Biomaterial–immune
system interactions play an important
role in postimplantation osseointegration to retain the functionality
of healthy and intact bones. Therefore, appropriate osteoimmunomodulation
of implants has been considered and validated as an efficient strategy
to alleviate inflammation and enhance new bone formation. Here, we
fabricated a nanostructured PCL/PVP (polycaprolactone/polyvinylpyrrolidone)

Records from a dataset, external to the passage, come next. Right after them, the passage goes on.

//! Command line entry point for the Game of Life simulator

use anyhow::{Context, Result};
use clap::{Parser, Subcommand};
use conways_life::{
    config::{CliOverrides, Settings},
    game_of_life::{create_example_maps, MapLoader},
    menu::{run_menu, Session},
    render::{ConsoleRenderer, Renderer, TerminalRenderer},
    simulation::{SimulationRun, StableSearchOutcome},
    simulate_map,
    utils::{ColorOutput, GridFormatter},
};
use rand::rngs::StdRng;
use rand::SeedableRng;
use std::path::{Path, PathBuf};
use tracing_subscriber::EnvFilter;

#[derive(Parser)]
#[command(name = "conways_life")]
#[command(about = "Conway's Game of Life simulator")]
#[command(version = "0.1.0")]
struct Cli {
    /// Configuration file path
    #[arg(short, long, global = true, default_value = "config/default.yaml")]
    config: PathBuf,

    /// Verbose logging on stderr
    #[arg(short, long, global = true)]
    verbose: bool,

    #[command(subcommand)]
    command: Option<Commands>,
}

#[derive(Subcommand)]
enum Commands {
    /// Interactive menu (the default)
    Menu {
        /// Random seed (overrides config)
        #[arg(short, long)]
        seed: Option<u64>,

        /// Directory map names are looked up in (overrides config)
        #[arg(long)]
        maps_dir: Option<PathBuf>,
    },

    /// Simulate a map file and play it back
    Run {
        /// Map file, either a path or a name inside the maps directory
        #[arg(short, long)]
        map: PathBuf,

        /// Draw full screen instead of printing
        #[arg(long)]
        draw: bool,

        /// Show the loaded map with coordinates before playing it
        #[arg(long)]
        show_initial: bool,

        /// Maximum number of generations (overrides config)
        #[arg(short = 'n', long)]
        max_iterations: Option<usize>,

        /// Delay between frames in milliseconds (overrides config)
        #[arg(long)]
        delay_ms: Option<u64>,
    },

    /// Simulate a random world and play it back
    Random {
        /// Keep reseeding until the world reaches a fixed point
        #[arg(long)]
        stable: bool,

        /// Random seed (overrides config)
        #[arg(short, long)]
        seed: Option<u64>,

        /// Draw full screen instead of printing
        #[arg(long)]
        draw: bool,

        /// Maximum number of generations (overrides config)
        #[arg(short = 'n', long)]
        max_iterations: Option<usize>,

        /// Delay between frames in milliseconds (overrides config)
        #[arg(long)]
        delay_ms: Option<u64>,
    },

    /// Simulate a map file and write the history as JSON
    Export {
        /// Map file, either a path or a name inside the maps directory
        #[arg(short, long)]
        map: PathBuf,

        /// Output JSON file
        #[arg(short, long)]
        output: PathBuf,

        /// Maximum number of generations (overrides config)
        #[arg(short = 'n', long)]
        max_iterations: Option<usize>,
    },

    /// Create the default configuration and example maps
    Setup {
        /// Directory to create files in
        #[arg(short, long, default_value = ".")]
        directory: PathBuf,

        /// Force overwrite existing files
        #[arg(short, long)]
        force: bool,
    },
}

fn main() -> Result<()> {
    let cli = Cli::parse();
    init_tracing(cli.verbose);

    match cli.command.unwrap_or(Commands::Menu {
        seed: None,
        maps_dir: None,
    }) {
        Commands::Menu { seed, maps_dir } => {
            let settings = load_settings(
                &cli.config,
                CliOverrides {
                    seed,
                    maps_dir,
                    ..CliOverrides::default()
                },
            )?;
            menu_command(settings)
        }
        Commands::Run {
            map,
            draw,
            show_initial,
            max_iterations,
            delay_ms,
        } => {
            let settings = load_settings(
                &cli.config,
                CliOverrides {
                    max_iterations,
                    delay_ms,
                    ..CliOverrides::default()
                },
            )?;
            run_command(settings, map, draw, show_initial)
        }
        Commands::Random {
            stable,
            seed,
            draw,
            max_iterations,
            delay_ms,
        } => {
            let settings = load_settings(
                &cli.config,
                CliOverrides {
                    max_iterations,
                    seed,
                    delay_ms,
                    ..CliOverrides::default()
                },
            )?;
            random_command(settings, stable, draw)
        }
        Commands::Export {
            map,
            output,
            max_iterations,
        } => {
            let settings = load_settings(
                &cli.config,
                CliOverrides {
                    max_iterations,
                    ..CliOverrides::default()
                },
            )?;
            export_command(settings, map, output)
        }
        Commands::Setup { directory, force } => setup_command(directory, force),
    }
}

fn init_tracing(verbose: bool) {
    let default_level = if verbose { "debug" } else { "warn" };
    let filter =
        EnvFilter::try_from_default_env().unwrap_or_else(|_| EnvFilter::new(default_level));

    tracing_subscriber::fmt()
        .with_env_filter(filter)
        .with_writer(std::io::stderr)
        .init();
}

fn load_settings(config_path: &Path, overrides: CliOverrides) -> Result<Settings> {
    let mut settings = Settings::load_or_default(config_path)
        .with_context(|| format!("Failed to load config from {}", config_path.display()))?;

    settings.merge_with_cli(&overrides);
    settings.validate().context("Configuration validation failed")?;
    Ok(settings)
}

fn menu_command(settings: Settings) -> Result<()> {
    let mut session = Session::new(settings);
    let stdin = std::io::stdin();
    run_menu(&mut session, stdin.lock(), std::io::stdout()).context("Menu stopped")?;
    Ok(())
}

/// Play a finished run back, then report how it ended
fn play(settings: &Settings, run: &SimulationRun, draw: bool) -> Result<()> {
    if draw {
        TerminalRenderer::stdout(&settings.render).render(run.generations())?;
    } else {
        ConsoleRenderer::stdout(&settings.render).render(run.generations())?;
    }

    println!("{}", ColorOutput::success(&GridFormatter::format_run_summary(run)));
    Ok(())
}

fn run_command(settings: Settings, map: PathBuf, draw: bool, show_initial: bool) -> Result<()> {
    let path = MapLoader::resolve(&settings.maps.directory, &map.to_string_lossy());
    let run = simulate_map(&settings, &path)?;

    if show_initial {
        println!("{}", ColorOutput::info(&format!("Loaded {}:", path.display())));
        println!("{}", GridFormatter::format_grid_with_coords(run.initial()));
    }

    play(&settings, &run, draw)
}

fn random_command(settings: Settings, stable: bool, draw: bool) -> Result<()> {
    let mut rng = match settings.random.seed {
        Some(seed) => StdRng::seed_from_u64(seed),
        None => StdRng::from_entropy(),
    };

    let run = if stable {
        let outcome = settings.stable_search().search(&mut rng);
        let message = GridFormatter::format_search(&outcome);
        match outcome {
            StableSearchOutcome::Found { .. } => println!("{}", ColorOutput::info(&message)),
            StableSearchOutcome::Exhausted { .. } => println!("{}", ColorOutput::warning(&message)),
        }
        outcome.into_run()
    } else {
        settings.runner().run(settings.seeder().seed(&mut rng))
    };

    play(&settings, &run, draw)
}

fn export_command(settings: Settings, map: PathBuf, output: PathBuf) -> Result<()> {
    let path = MapLoader::resolve(&settings.maps.directory, &map.to_string_lossy());
    let run = simulate_map(&settings, &path)?;

    let json = run.to_json().context("Failed to serialize history")?;
    if let Some(parent) = output.parent() {
        std::fs::create_dir_all(parent)
            .with_context(|| format!("Failed to create directory {}", parent.display()))?;
    }
    std::fs::write(&output, json)
        .with_context(|| format!("Failed to write {}", output.display()))?;

    let message = format!(
        "Wrote {} generations ({}) to {}",
        run.generation_count(),
        run.outcome(),
        output.display()
    );
    println!("{}", ColorOutput::success(&message));
    Ok(())
}

fn setup_command(directory: PathBuf, force: bool) -> Result<()> {
    println!("{}", ColorOutput::info("Setting up config and maps..."));

    let config_dir = directory.join("config");
    let maps_dir = directory.join("maps");

    for dir in [&config_dir, &maps_dir] {
        std::fs::create_dir_all(dir)
            .with_context(|| format!("Failed to create directory {}", dir.display()))?;
    }

    let config_path = config_dir.join("default.yaml");
    if !config_path.exists() || force {
        Settings::default()
            .to_file(&config_path)
            .context("Failed to create default configuration")?;
        println!("Created: {}", config_path.display());
    } else {
        println!("Skipped: {} (already exists)", config_path.display());
    }

    create_example_maps(&maps_dir).context("Failed to create example maps")?;
    println!("Created example maps in: {}", maps_dir.display());

    println!("\n{}", ColorOutput::success("Setup complete!"));
    println!("\nNext steps:");
    println!("1. Edit {}", config_path.display());
    println!("2. Add your own maps to {}", maps_dir.display());
    println!("3. Run: cargo run -- menu");

    Ok(())
}

#[cfg(test)]
mod tests {
    use super::*;
    use tempfile::tempdir;

    #[test]
    fn test_cli_parsing() {
        let cli = Cli::try_parse_from([
            "conways_life",
            "run",
            "--map",
            "glider.txt",
            "-n",
            "50",
            "--config",
            "test.yaml",
        ])
        .unwrap();

        assert_eq!(cli.config, PathBuf::from("test.yaml"));
        assert!(matches!(
            cli.command,
            Some(Commands::Run {
                max_iterations: Some(50),
                draw: false,
                ..
            })
        ));
    }

    #[test]
    fn test_no_subcommand_means_menu() {
        let cli = Cli::try_parse_from(["conways_life"]).unwrap();
        assert!(cli.command.is_none());
        assert_eq!(cli.config, PathBuf::from("config/default.yaml"));
    }

    #[test]
    fn test_setup_command() {
        let temp_dir = tempdir().unwrap();
        setup_command(temp_dir.path().to_path_buf(), false).unwrap();

        assert!(temp_dir.path().join("config/default.yaml").exists());
        assert!(temp_dir.path().join("maps/glider.txt").exists());
        assert!(Settings::from_file(temp_dir.path().join("config/default.yaml")).is_ok());
    }

    #[test]
    fn test_export_command() {
        let temp_dir = tempdir().unwrap();
        create_example_maps(temp_dir.path()).unwrap();

        let mut settings = Settings::default();
        settings.maps.directory = temp_dir.path().to_path_buf();
        let output = temp_dir.path().join("out/block.json");
        export_command(settings, PathBuf::from("block.txt"), output.clone()).unwrap();

        let json: serde_json::Value =
            serde_json::from_str(&std::fs::read_to_string(output).unwrap()).unwrap();
        assert_eq!(json["summary"]["outcome"]["kind"], "stabilized");
        assert_eq!(json["summary"]["generation_count"], 1);
    }
}
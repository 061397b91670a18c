//! Game of Life core: grid, rules, map files and random worlds

pub mod grid;
pub mod rules;
pub mod io;
pub mod random;

pub use grid::{Grid, GridError};
pub use rules::{CellFate, GameOfLifeRules};
pub use io::{create_example_maps, save_map, MapLoader};
pub use random::RandomSeeder;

electrospinning scaffold for cell adhesion, tissue ingrowth, and bone
defect padding. In addition, telmisartan, an angiotensin 2 receptor
blocker with distinct immune bioactivity, was doped into PCL-/PVP-electrospun
scaffolds at different proportions [1% (TPP-1), 5% (TPP-5), and 10%
(TPP-10)] to investigate its immunomodulatory effects and osteoinductivity/conductivity.
Telmisartan-loaded scaffolds displayed in vitro anti-inflammatory
bioactivity on lipopolysaccharide-induced M1 macrophages by polarizing
them to an M2-like phenotype and exhibited pro-osteogenic properties
on bone marrow-derived mesenchymal stem cells (BMSCs). Histological
analysis and micro-CT results of a rat skull defect model also showed
that the telmisartan-loaded scaffolds induced a higher M2/M1 ratio,
less inflammatory infiltration, and better bone regenerative patterns.
Furthermore, activation of the BMP2 (bone morphogenetic protein-2)-Smad
signaling pathway was found to be dominant in telmisartan-loaded scaffold-mediated
macrophage–BMSC interactions. These findings indicate that
telmisartan incorporation with PCL/PVP nanofibrous scaffolds is a
potential therapeutic strategy for promoting bone healing by modulating
M1 macrophages to a more M2 phenotype at early stages of postimplantation.